Controversial Mayakoba Housing Megaproject Resurfaces in Playa del Carmen

Aerial view of dense tropical forest in Quintana Roo, showing the area where the Asenda Ciudad Mayakoba project is proposed

Playa del Carmen, Quintana Roo — A controversial high-density housing megaproject that has faced repeated environmental rejections is back before federal regulators, raising fresh alarms among conservationists and urban planners in one of Mexico’s most ecologically sensitive coastal zones.

Asenda Ciudad Mayakoba, a development of 460 apartments in 17 nine-story buildings plus a basement, is seeking approval from the Secretariat of Environment and Natural Resources (Semarnat) for a third time. The company submitted a new environmental impact statement on May 18, 2026, under file number 23QR2026TD045, requesting a change of forest land use on 4.13 hectares of secondary medium semi-evergreen jungle within a 5.51-hectare plot.

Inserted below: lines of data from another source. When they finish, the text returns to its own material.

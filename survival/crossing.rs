use crate::types::SurvivalCurve;

/// Earliest grid time whose survival probability is at or below `threshold`.
///
/// The grid is scanned forward and the first hit wins. The model curve is only
/// approximately monotone once sampled, so a bisection could skip the true first
/// crossing when there is local noise near the threshold.
///
/// `None` means the threshold is not reached on the grid; it is not an error.
pub fn find_crossing(curve: &SurvivalCurve, threshold: f64) -> Option<f64> {
    curve
        .points()
        .find(|&(_, probability)| probability <= threshold)
        .map(|(time, _)| time)
}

The site is located on lot 33 of Ciudad Mayakoba, at kilometer 299 of Federal Highway 307 connecting Chetumal and Puerto Juárez. The project includes internal roads, swimming pools, terraces, water features, walkways, and conservation areas, to be built in three independent phases. It would be one of the most ambitious vertical developments ever proposed for Playa del Carmen’s northern corridor.

The project’s history dates back to at least 2019, when nearly identical proposals first appeared in federal environmental dockets. Since then, authorities have flagged technical inconsistencies and insufficient information regarding deforestation, hydrological management, and cumulative ecological impact. Despite those setbacks, the developer has returned with a new application, which experts see as an attempt to overcome previous denials through technical and legal reconfiguration.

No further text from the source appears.